Sewed muslin was a fashion imported from Paris in the late 18th century. Related to tambour lace, it was worked on very fine muslin, and used a variety of stitches to create motifs, usually depicting flowers and plants (hence its other name, flowered muslin).

==Sewed muslin industry in Scotland==
A notable developer of the industry in Scotland was Mrs Jamieson, the wife of an Ayrshire cotton agent. Seeing a philanthropic opportunity, she set out to teach local farmers' wives and daughters the trade, focusing on firm satin stitch, overcast fillings, and fine lace stitches in cut-out spaces. The designs were drawn up by professional draughtsmen in Glasgow before being sent out to be embroidered by outworkers. They were then bleached, made up, boxed and widely marketed, proving especially popular in North America.

In 1791, the industry provided (often part-time) employment to as many as 105,000 women and children in Scotland, or approximately 86% of the entire workforce. The impact of the industry on the local population was noted by the minister of Houston, Renfrewshire in the 1790s, when he wrote that it allowed many young women "not only [to] maintain themselves, but [to] buy fineries."
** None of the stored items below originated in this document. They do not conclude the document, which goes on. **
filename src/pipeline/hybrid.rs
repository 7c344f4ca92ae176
//! The hybrid orchestrator: one failure-tolerant streaming answer per
//! question.
//!
//! Stages run strictly in order: embed, retrieve, compose, route, generate.
//! Generation is the only long stage and it streams; a failover-eligible
//! online failure switches to the offline backend mid-stream with the same
//! composed prompt. Fragments already delivered stand, so the visible
//! answer can be a composite of both backends — continuity over purity.

use std::sync::Arc;

use tokio::sync::mpsc;

use crate::errors::{GenerationError, RetrievalError};
use crate::llm::GenerationBackend;
use crate::rag::ContextRetriever;

use super::probe::ConnectivityProbe;
use super::prompt::build_tutor_prompt;
use super::window::window_history;
use super::Turn;

pub struct HybridPipeline {
    retriever: Arc<ContextRetriever>,
    probe: Arc<dyn ConnectivityProbe>,
    online: Arc<dyn GenerationBackend>,
    offline: Arc<dyn GenerationBackend>,
}

enum StreamOutcome {
    /// The backend stream ended normally.
    Completed,
    /// The consumer dropped the receiver; stop producing.
    Disconnected,
    /// The backend raised a failure before or during streaming.
    Failed(GenerationError),
}

impl HybridPipeline {
    pub fn new(
        retriever: Arc<ContextRetriever>,
        probe: Arc<dyn ConnectivityProbe>,
        online: Arc<dyn GenerationBackend>,
        offline: Arc<dyn GenerationBackend>,
    ) -> Self {
        Self {
            retriever,
            probe,
            online,
            offline,
        }
    }

    /// Answer a question as a stream of text fragments.
    ///
    /// The stream always ends with either real content or one diagnostic
    /// fragment; never a half-delivered ambiguous state. The caller owns
    /// the history and is responsible for appending the accumulated answer
    /// once the stream closes. Dropping the receiver cancels generation.
    pub fn respond(&self, question: String, history: Vec<Turn>) -> mpsc::Receiver<String> {
        let (tx, rx) = mpsc::channel(32);

        let retriever = Arc::clone(&self.retriever);
        let probe = Arc::clone(&self.probe);
        let online = Arc::clone(&self.online);
        let offline = Arc::clone(&self.offline);

        tokio::spawn(async move {
            let context = match retriever.retrieve(&question).await {
                Ok(context) => context,
                Err(err) => {
                    // Embed/retrieve failures are systemic: fail fast, no
                    // answer fabricated from missing context.
                    match &err {
                        RetrievalError::EmbeddingUnavailable => {
                            tracing::error!("embedding unavailable for question")
                        }
                        RetrievalError::Store(detail) => {
                            tracing::error!("vector store failure: {}", detail)
                        }
                    }
                    let _ = tx.send(format!("[error] {}.", err)).await;
                    return;
                }
            };

            let history_text = window_history(&history);
            let prompt = build_tutor_prompt(&question, &context, &history_text);

            // Fresh probe per request; connectivity flaps.
            if probe.is_online().await {
                tracing::info!("routing to online backend ({})", online.name());
                match stream_backend(&tx, online.as_ref(), &prompt).await {
                    StreamOutcome::Completed | StreamOutcome::Disconnected => return,
                    StreamOutcome::Failed(err) => {
                        tracing::warn!(
                            "{} failed: {}; failing over to {}",
                            online.name(),
                            err,
                            offline.name()
                        );
                    }
                }
            } else {
                tracing::info!("offline; routing to {}", offline.name());
            }

            // No further fallback tier exists below the offline backend.
            if let StreamOutcome::Failed(err) = stream_backend(&tx, offline.as_ref(), &prompt).await
            {
                tracing::error!("{} failed: {}", offline.name(), err);
                let _ = tx
                    .send(format!("[error] offline model failed: {}.", err))
                    .await;
            }
        });

        rx
    }
}

/// Forward one backend's fragment stream into the pipeline output.
async fn stream_backend(
    tx: &mpsc::Sender<String>,
    backend: &dyn GenerationBackend,
    prompt: &str,
) -> StreamOutcome {
    let mut stream = match backend.stream_generate(prompt).await {
        Ok(stream) => stream,
        Err(err) => return StreamOutcome::Failed(err),
    };

    while let Some(item) = stream.recv().await {
        match item {
            Ok(fragment) => {
                if fragment.is_empty() {
                    continue;
                }
                if tx.send(fragment).await.is_err() {
                    return StreamOutcome::Disconnected;
                }
            }
            Err(err) => return StreamOutcome::Failed(err),
        }
    }

    StreamOutcome::Completed
}
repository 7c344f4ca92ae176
//! Line splitting for streaming HTTP bodies.
//!
//! Network reads can end anywhere, including inside a multi-byte UTF-8
//! sequence. Lines are therefore assembled from raw bytes and decoded only
//! once complete; decoding per read would turn a split character into
//! replacement characters in the delivered answer.

/// Append nothing; drain every complete `\n`-terminated line from `buf`,
/// decoded and trimmed. A partial trailing line stays in the buffer for
/// the next read.
pub(crate) fn drain_complete_lines(buf: &mut Vec<u8>) -> Vec<String> {
    let mut lines = Vec::new();
    while let Some(pos) = buf.iter().position(|&b| b == b'\n') {
        let raw: Vec<u8> = buf.drain(..=pos).collect();
        lines.push(String::from_utf8_lossy(&raw).trim().to_string());
    }
    lines
}

#[cfg(test)]
mod tests {
    use super::*;

    #[test]
    fn keeps_partial_line_until_newline_arrives() {
        let mut buf = Vec::new();
        buf.extend_from_slice(b"{\"content\":\"hello");
        assert!(drain_complete_lines(&mut buf).is_empty());

        buf.extend_from_slice(b"\"}\n");
        assert_eq!(drain_complete_lines(&mut buf), vec!["{\"content\":\"hello\"}"]);
        assert!(buf.is_empty());
    }

    #[test]
    fn multibyte_character_split_across_reads_stays_intact() {
        // "conteúdo" with the 'ú' (0xC3 0xBA) split at a read boundary.
        let mut buf = Vec::new();
        buf.extend_from_slice(b"conte\xC3");
        assert!(drain_complete_lines(&mut buf).is_empty());

        buf.extend_from_slice(b"\xBAdo\n");
        let lines = drain_complete_lines(&mut buf);
        assert_eq!(lines, vec!["conteúdo"]);
        assert!(!lines[0].contains('\u{FFFD}'));
    }

    #[test]
    fn drains_multiple_lines_from_one_read() {
        let mut buf = b"first\nsecond\nthird".to_vec();
        assert_eq!(drain_complete_lines(&mut buf), vec!["first", "second"]);
        assert_eq!(buf, b"third".to_vec());
    }
}
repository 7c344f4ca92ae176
use anyhow::Context;
use axum::Router;
use tokio::net::TcpListener;

use tutoria_backend::config::Settings;
use tutoria_backend::server::router::router;
use tutoria_backend::state::AppState;
use tutoria_backend::{logging, rag};

#[tokio::main]
async fn main() -> anyhow::Result<()> {
    let settings = Settings::from_env();
    logging::init(&settings.log_dir);

    // `tutoria-backend ingest [--overwrite]` reprocesses the knowledge base
    // and exits; otherwise start the server.
    let args: Vec<String> = std::env::args().skip(1).collect();
    if args.first().map(String::as_str) == Some("ingest") {
        let overwrite = args.iter().any(|a| a == "--overwrite");
        let state = AppState::initialize(settings).await?;
        let report: rag::IngestReport = state.ingestor.run(overwrite).await?;
        tracing::info!(
            "done: {} stored, {} skipped",
            report.chunks_stored,
            report.chunks_skipped
        );
        return Ok(());
    }

    let bind_addr = format!("127.0.0.1:{}", settings.port);
    let state = AppState::initialize(settings).await?;

    let listener = TcpListener::bind(&bind_addr)
        .await
        .with_context(|| format!("failed to bind to {}", bind_addr))?;
    tracing::info!("listening on {}", listener.local_addr()?);

    let app: Router = router(state);
    axum::serve(listener, app).await.context("server error")?;

    Ok(())
}
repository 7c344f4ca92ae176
//! The hybrid retrieval-and-generation pipeline.

pub mod hybrid;
pub mod probe;
pub mod prompt;
pub mod window;

pub use hybrid::HybridPipeline;
pub use probe::{ConnectivityProbe, TcpProbe};

use serde::{Deserialize, Serialize};

/// One conversation turn, owned by the caller. The pipeline only ever reads
/// a suffix of the history; it never mutates or persists it.
#[derive(Debug, Clone, Serialize, Deserialize)]
pub struct Turn {
    pub role: Role,
    pub content: String,
}

#[derive(Debug, Clone, Copy, PartialEq, Eq, Serialize, Deserialize)]
#[serde(rename_all = "lowercase")]
pub enum Role {
    User,
    Assistant,
}

impl Turn {
    pub fn new(role: Role, content: impl Into<String>) -> Self {
        Self {
            role,
            content: content.into(),
        }
    }
}
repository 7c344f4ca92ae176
pub mod handlers;
pub mod router;
//! Online generation backend: Gemini streaming over SSE.

use async_trait::async_trait;
use futures_util::StreamExt;
use reqwest::Client;
use serde_json::{json, Value};
use tokio::sync::mpsc;

use super::backend::{FragmentStream, GenerationBackend};
use super::decode::drain_complete_lines;
use crate::errors::GenerationError;

const DEFAULT_BASE_URL: &str = "https://generativelanguage.googleapis.com/v1beta";

/// Shown as regular answer content when no credential is configured.
/// This is a soft condition, not a failure: nothing was attempted, so the
/// orchestrator must not fail over on seeing it.
pub const MISSING_KEY_NOTICE: &str =
    "[error] Gemini API key not configured; set GOOGLE_API_KEY in the environment.";

#[derive(Clone)]
pub struct GeminiBackend {
    base_url: String,
    model: String,
    api_key: Option<String>,
    client: Client,
}

impl GeminiBackend {
    pub fn new(model: String, api_key: Option<String>) -> Self {
        Self::with_base_url(DEFAULT_BASE_URL.to_string(), model, api_key)
    }

    pub fn with_base_url(base_url: String, model: String, api_key: Option<String>) -> Self {
        Self {
            base_url: base_url.trim_end_matches('/').to_string(),
            model,
            api_key,
            client: Client::new(),
        }
    }
}

#[async_trait]
impl GenerationBackend for GeminiBackend {
    fn name(&self) -> &str {
        "gemini"
    }

    async fn stream_generate(&self, prompt: &str) -> Result<FragmentStream, GenerationError> {
        let Some(api_key) = self.api_key.clone() else {
            let (tx, rx) = mpsc::channel(1);
            let _ = tx.try_send(Ok(MISSING_KEY_NOTICE.to_string()));
            return Ok(rx);
        };

        let url = format!(
            "{}/models/{}:streamGenerateContent?alt=sse",
            self.base_url, self.model
        );
        let body = json!({
            "contents": [{
                "role": "user",
                "parts": [{ "text": prompt }],
            }],
        });

        let res = self
            .client
            .post(&url)
            .header("x-goog-api-key", api_key)
            .json(&body)
            .send()
            .await
            .map_err(GenerationError::transport)?;

        if !res.status().is_success() {
            let status = res.status().as_u16();
            let body = res.text().await.unwrap_or_default();
            return Err(GenerationError::Provider { status, body });
        }

        let (tx, rx) = mpsc::channel(32);
        let mut stream = res.bytes_stream();

        tokio::spawn(async move {
            // SSE events can split across network reads, even mid-character;
            // bytes are buffered and decoded one complete line at a time.
            let mut pending: Vec<u8> = Vec::new();
            while let Some(item) = stream.next().await {
                match item {
                    Ok(bytes) => {
                        pending.extend_from_slice(&bytes);
                        for line in drain_complete_lines(&mut pending) {
                            if let Some(fragment) = parse_sse_line(&line) {
                                if !fragment.is_empty()
                                    && tx.send(Ok(fragment)).await.is_err()
                                {
                                    return;
                                }
                            }
                        }
                    }
                    Err(err) => {
                        let _ = tx.send(Err(GenerationError::transport(err))).await;
                        return;
                    }
                }
            }
        });

        Ok(rx)
    }
}

/// Extract the text fragment from one SSE line, if it carries one.
fn parse_sse_line(line: &str) -> Option<String> {
    let data = line.strip_prefix("data: ")?;
    if data == "[DONE]" {
        return None;
    }
    let payload: Value = serde_json::from_str(data).ok()?;
    payload["candidates"][0]["content"]["parts"][0]["text"]
        .as_str()
        .map(|s| s.to_string())
}
//! Vector store interface.
//!
//! The store is populated by ingestion and read by the retriever. It is the
//! only shared mutable state between requests and is expected to be
//! internally synchronized; the pipeline takes no locks of its own.

use async_trait::async_trait;
use serde::{Deserialize, Serialize};

use crate::errors::StoreError;

/// A corpus chunk as persisted by ingestion. Immutable once stored.
#[derive(Debug, Clone, Serialize, Deserialize)]
pub struct StoredChunk {
    /// Unique id, `{source}_{chunk_index}`.
    pub chunk_id: String,
    /// The chunk text.
    pub text: String,
    /// Source identifier, e.g. the PDF filename.
    pub source: String,
    /// Position of the chunk within its source.
    pub chunk_index: usize,
}

/// One similarity-search hit.
#[derive(Debug, Clone)]
pub struct ChunkMatch {
    pub chunk: StoredChunk,
    /// Cosine similarity; higher is closer.
    pub score: f32,
}

#[async_trait]
pub trait VectorStore: Send + Sync {
    /// Insert chunks with their embeddings in one transaction.
    async fn insert_batch(&self, items: Vec<(StoredChunk, Vec<f32>)>) -> Result<(), StoreError>;

    /// Top `limit` chunks by similarity to the query vector, nearest first.
    /// Each hit references a distinct stored chunk.
    async fn search(&self, query: &[f32], limit: usize) -> Result<Vec<ChunkMatch>, StoreError>;

    /// Remove every chunk belonging to a source. Returns the removed count.
    async fn delete_source(&self, source: &str) -> Result<usize, StoreError>;

    /// Number of stored chunks in the collection.
    async fn count(&self) -> Result<usize, StoreError>;

    /// Drop all chunks in the collection (e.g. overwrite re-ingestion, or
    /// the embedding model changed and every vector is invalid).
    async fn clear(&self) -> Result<(), StoreError>;
}
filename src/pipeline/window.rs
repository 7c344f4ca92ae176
//! Conversation windowing: a bounded transcript from caller-owned history.

use super::{Role, Turn};

/// Number of turns (3 student/tutor exchanges) kept in the prompt. Older
/// turns are dropped, not summarized.
pub const HISTORY_WINDOW_TURNS: usize = 6;

/// Render the last [`HISTORY_WINDOW_TURNS`] turns as a newline-separated
/// transcript, preserving order. Pure; empty history renders empty.
pub fn window_history(history: &[Turn]) -> String {
    let start = history.len().saturating_sub(HISTORY_WINDOW_TURNS);
    history[start..]
        .iter()
        .map(|turn| match turn.role {
            Role::User => format!("Student: {}", turn.content),
            Role::Assistant => format!("Tutor: {}", turn.content),
        })
        .collect::<Vec<_>>()
        .join("\n")
}
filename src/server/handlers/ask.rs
use std::convert::Infallible;
use std::sync::Arc;

use axum::body::{Body, Bytes};
use axum::extract::State;
use axum::http::header;
use axum::response::IntoResponse;
use axum::Json;
use futures_util::stream;
use serde::Deserialize;

use crate::pipeline::{Role, Turn};
use crate::state::AppState;

#[derive(Debug, Deserialize)]
pub struct AskRequest {
    pub question: String,
    #[serde(default)]
    pub history: Vec<Turn>,
}

/// Streaming question endpoint. Fragments are flushed as they arrive so the
/// client can render before generation completes; dropping the connection
/// cancels the pipeline.
pub async fn ask_stream(
    State(state): State<Arc<AppState>>,
    Json(request): Json<AskRequest>,
) -> impl IntoResponse {
    let AskRequest { question, history } = request;
    let history = strip_pending_question(history, &question);

    let rx = state.pipeline.respond(question, history);
    let body = Body::from_stream(stream::unfold(rx, |mut rx| async move {
        rx.recv()
            .await
            .map(|fragment| (Ok::<_, Infallible>(Bytes::from(fragment)), rx))
    }));

    ([(header::CONTENT_TYPE, "text/plain; charset=utf-8")], body)
}

/// The chat UI appends the question to the history before calling. Windowed
/// history must contain only turns strictly preceding the current question,
/// so a trailing user turn that duplicates it is dropped here.
fn strip_pending_question(mut history: Vec<Turn>, question: &str) -> Vec<Turn> {
    if matches!(
        history.last(),
        Some(turn) if turn.role == Role::User && turn.content == question
    ) {
        history.pop();
    }
    history
}

#[cfg(test)]
mod tests {
    use super::*;

    #[test]
    fn strips_trailing_duplicate_of_the_question() {
        let history = vec![
            Turn::new(Role::User, "earlier question"),
            Turn::new(Role::Assistant, "earlier answer"),
            Turn::new(Role::User, "What is osmosis?"),
        ];
        let stripped = strip_pending_question(history, "What is osmosis?");
        assert_eq!(stripped.len(), 2);
        assert_eq!(stripped[1].content, "earlier answer");
    }

    #[test]
    fn keeps_history_that_does_not_end_with_the_question() {
        let history = vec![
            Turn::new(Role::User, "something else"),
            Turn::new(Role::Assistant, "an answer"),
        ];
        let stripped = strip_pending_question(history.clone(), "What is osmosis?");
        assert_eq!(stripped.len(), 2);
    }

    #[test]
    fn assistant_turn_matching_the_question_is_kept() {
        let history = vec![Turn::new(Role::Assistant, "What is osmosis?")];
        let stripped = strip_pending_question(history, "What is osmosis?");
        assert_eq!(stripped.len(), 1);
    }
}
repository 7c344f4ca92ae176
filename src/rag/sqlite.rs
//! SQLite-backed vector store.
//!
//! SQLite holds chunk text and metadata; embeddings are stored as
//! little-endian f32 BLOBs and searched by brute-force cosine similarity in
//! process. Corpora here are a handful of course PDFs, so a full scan per
//! query stays fast.

use std::path::{Path, PathBuf};

use async_trait::async_trait;
use sqlx::sqlite::{SqliteConnectOptions, SqliteJournalMode, SqlitePoolOptions, SqliteSynchronous};
use sqlx::{Row, SqlitePool};

use super::store::{ChunkMatch, StoredChunk, VectorStore};
use crate::errors::StoreError;

pub struct SqliteVectorStore {
    pool: SqlitePool,
    collection: String,
}

impl SqliteVectorStore {
    /// Open (or create) the store under `dir`, scoped to one collection.
    pub async fn open(dir: &Path, collection: &str) -> Result<Self, StoreError> {
        std::fs::create_dir_all(dir).map_err(|e| StoreError(e.to_string()))?;
        Self::with_path(dir.join("vectors.db"), collection).await
    }

    pub async fn with_path(db_path: PathBuf, collection: &str) -> Result<Self, StoreError> {
        let options = SqliteConnectOptions::new()
            .filename(&db_path)
            .create_if_missing(true)
            .journal_mode(SqliteJournalMode::Wal)
            .synchronous(SqliteSynchronous::Normal);

        let pool = SqlitePoolOptions::new()
            .min_connections(1)
            .max_connections(4)
            .connect_with(options)
            .await?;

        let store = Self {
            pool,
            collection: collection.to_string(),
        };
        store.init_schema().await?;
        Ok(store)
    }

    async fn init_schema(&self) -> Result<(), StoreError> {
        sqlx::query(
            "CREATE TABLE IF NOT EXISTS chunks (
                chunk_id TEXT NOT NULL,
                collection TEXT NOT NULL,
                source TEXT NOT NULL,
                chunk_index INTEGER NOT NULL,
                content TEXT NOT NULL,
                embedding BLOB NOT NULL,
                created_at TEXT NOT NULL DEFAULT (STRFTIME('%Y-%m-%dT%H:%M:%fZ', 'now')),
                PRIMARY KEY (collection, chunk_id)
            )",
        )
        .execute(&self.pool)
        .await?;

        sqlx::query("CREATE INDEX IF NOT EXISTS idx_chunks_source ON chunks(collection, source)")
            .execute(&self.pool)
            .await?;

        Ok(())
    }

    fn serialize_embedding(embedding: &[f32]) -> Vec<u8> {
        embedding.iter().flat_map(|f| f.to_le_bytes()).collect()
    }

    fn deserialize_embedding(bytes: &[u8]) -> Vec<f32> {
        bytes
            .chunks_exact(4)
            .map(|chunk| f32::from_le_bytes([chunk[0], chunk[1], chunk[2], chunk[3]]))
            .collect()
    }

    fn cosine_similarity(a: &[f32], b: &[f32]) -> f32 {
        if a.len() != b.len() || a.is_empty() {
            return 0.0;
        }

        let dot: f32 = a.iter().zip(b.iter()).map(|(x, y)| x * y).sum();
        let norm_a: f32 = a.iter().map(|x| x * x).sum::<f32>().sqrt();
        let norm_b: f32 = b.iter().map(|x| x * x).sum::<f32>().sqrt();
        let denom = norm_a * norm_b;

        if denom <= f32::EPSILON {
            0.0
        } else {
            dot / denom
        }
    }

    fn row_to_chunk(row: &sqlx::sqlite::SqliteRow) -> StoredChunk {
        let chunk_index: i64 = row.get("chunk_index");
        StoredChunk {
            chunk_id: row.get("chunk_id"),
            text: row.get("content"),
            source: row.get("source"),
            chunk_index: chunk_index.max(0) as usize,
        }
    }
}

#[async_trait]
impl VectorStore for SqliteVectorStore {
    async fn insert_batch(&self, items: Vec<(StoredChunk, Vec<f32>)>) -> Result<(), StoreError> {
        if items.is_empty() {
            return Ok(());
        }

        let mut tx = self.pool.begin().await?;

        for (chunk, embedding) in &items {
            let blob = Self::serialize_embedding(embedding);
            sqlx::query(
                "INSERT OR REPLACE INTO chunks
                    (chunk_id, collection, source, chunk_index, content, embedding)
                 VALUES (?1, ?2, ?3, ?4, ?5, ?6)",
            )
            .bind(&chunk.chunk_id)
            .bind(&self.collection)
            .bind(&chunk.source)
            .bind(chunk.chunk_index as i64)
            .bind(&chunk.text)
            .bind(&blob)
            .execute(&mut *tx)
            .await?;
        }

        tx.commit().await?;
        Ok(())
    }

    async fn search(&self, query: &[f32], limit: usize) -> Result<Vec<ChunkMatch>, StoreError> {
        if query.is_empty() || limit == 0 {
            return Ok(Vec::new());
        }

        let rows = sqlx::query(
            "SELECT chunk_id, source, chunk_index, content, embedding
             FROM chunks WHERE collection = ?1",
        )
        .bind(&self.collection)
        .fetch_all(&self.pool)
        .await?;

        let mut matches: Vec<ChunkMatch> = rows
            .iter()
            .filter_map(|row| {
                let blob: Vec<u8> = row.get("embedding");
                let embedding = Self::deserialize_embedding(&blob);
                // A dimension mismatch means the row predates an embedding
                // model change; skip it rather than score it at random.
                if embedding.len() != query.len() {
                    return None;
                }
                Some(ChunkMatch {
                    chunk: Self::row_to_chunk(row),
                    score: Self::cosine_similarity(query, &embedding),
                })
            })
            .collect();

        matches.sort_by(|a, b| {
            b.score
                .partial_cmp(&a.score)
                .unwrap_or(std::cmp::Ordering::Equal)
        });
        matches.truncate(limit);

        Ok(matches)
    }

    async fn delete_source(&self, source: &str) -> Result<usize, StoreError> {
        let result = sqlx::query("DELETE FROM chunks WHERE collection = ?1 AND source = ?2")
            .bind(&self.collection)
            .bind(source)
            .execute(&self.pool)
            .await?;
        Ok(result.rows_affected() as usize)
    }

    async fn count(&self) -> Result<usize, StoreError> {
        let row = sqlx::query("SELECT COUNT(*) AS n FROM chunks WHERE collection = ?1")
            .bind(&self.collection)
            .fetch_one(&self.pool)
            .await?;
        let n: i64 = row.get("n");
        Ok(n.max(0) as usize)
    }

    async fn clear(&self) -> Result<(), StoreError> {
        sqlx::query("DELETE FROM chunks WHERE collection = ?1")
            .bind(&self.collection)
            .execute(&self.pool)
            .await?;
        Ok(())
    }
}

#[cfg(test)]
mod tests {
    use super::*;

    fn chunk(source: &str, index: usize, text: &str) -> StoredChunk {
        StoredChunk {
            chunk_id: format!("{}_{}", source, index),
            text: text.to_string(),
            source: source.to_string(),
            chunk_index: index,
        }
    }

    async fn open_store(dir: &tempfile::TempDir) -> SqliteVectorStore {
        SqliteVectorStore::open(dir.path(), "test_collection")
            .await
            .unwrap()
    }

    #[tokio::test]
    async fn search_orders_by_similarity() {
        let dir = tempfile::tempdir().unwrap();
        let store = open_store(&dir).await;

        store
            .insert_batch(vec![
                (chunk("bio101.pdf", 0, "osmosis is diffusion of water"), vec![1.0, 0.0, 0.0]),
                (chunk("bio101.pdf", 1, "cells have membranes"), vec![0.6, 0.8, 0.0]),
                (chunk("math.pdf", 0, "derivatives measure change"), vec![0.0, 0.0, 1.0]),
            ])
            .await
            .unwrap();

        let hits = store.search(&[1.0, 0.0, 0.0], 2).await.unwrap();
        assert_eq!(hits.len(), 2);
        assert_eq!(hits[0].chunk.chunk_id, "bio101.pdf_0");
        assert_eq!(hits[1].chunk.chunk_id, "bio101.pdf_1");
        assert!(hits[0].score > hits[1].score);
    }

    #[tokio::test]
    async fn search_skips_mismatched_dimensions() {
        let dir = tempfile::tempdir().unwrap();
        let store = open_store(&dir).await;

        store
            .insert_batch(vec![
                (chunk("a.pdf", 0, "stale vector"), vec![1.0, 0.0]),
                (chunk("a.pdf", 1, "current vector"), vec![1.0, 0.0, 0.0]),
            ])
            .await
            .unwrap();

        let hits = store.search(&[1.0, 0.0, 0.0], 5).await.unwrap();
        assert_eq!(hits.len(), 1);
        assert_eq!(hits[0].chunk.chunk_id, "a.pdf_1");
    }

    #[tokio::test]
    async fn delete_source_removes_only_that_source() {
        let dir = tempfile::tempdir().unwrap();
        let store = open_store(&dir).await;

        store
            .insert_batch(vec![
                (chunk("a.pdf", 0, "first"), vec![1.0, 0.0]),
                (chunk("a.pdf", 1, "second"), vec![0.0, 1.0]),
                (chunk("b.pdf", 0, "third"), vec![1.0, 1.0]),
            ])
            .await
            .unwrap();

        let removed = store.delete_source("a.pdf").await.unwrap();
        assert_eq!(removed, 2);
        assert_eq!(store.count().await.unwrap(), 1);
    }

    #[tokio::test]
    async fn clear_empties_the_collection() {
        let dir = tempfile::tempdir().unwrap();
        let store = open_store(&dir).await;

        store
            .insert_batch(vec![(chunk("a.pdf", 0, "text"), vec![1.0])])
            .await
            .unwrap();
        store.clear().await.unwrap();

        assert_eq!(store.count().await.unwrap(), 0);
        assert!(store.search(&[1.0], 3).await.unwrap().is_empty());
    }

    #[tokio::test]
    async fn reinsert_replaces_by_chunk_id() {
        let dir = tempfile::tempdir().unwrap();
        let store = open_store(&dir).await;

        store
            .insert_batch(vec![(chunk("a.pdf", 0, "old"), vec![1.0])])
            .await
            .unwrap();
        store
            .insert_batch(vec![(chunk("a.pdf", 0, "new"), vec![1.0])])
            .await
            .unwrap();

        assert_eq!(store.count().await.unwrap(), 1);
        let hits = store.search(&[1.0], 1).await.unwrap();
        assert_eq!(hits[0].chunk.text, "new");
    }
}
The muslins used in this industry came largely from local mills: the first cotton mills had been built in west Scotland in the 1770s, and by the 1780s the quality was high enough to supply the demand for fine white muslins, which became de rigueur to achieve the neo-classical style of dress.

The Ayrshire whitework industry was a victim of its own success, starting to decline from the 1830s onwards, after the patenting of the first embroidery machine in 1828, which allowed similar motifs to be produced at a fraction of the cost. It continued in popularity until the 1850s, when a combination of over-production and cotton shortages imposed by the American Civil War saw to its demise.

Sewed muslin from the wider Glasgow area came to be known as Ayrshire whitework, and is extremely similar to French whitework. The main difference between them is that French whitework is usually worked on cambric rather than muslin.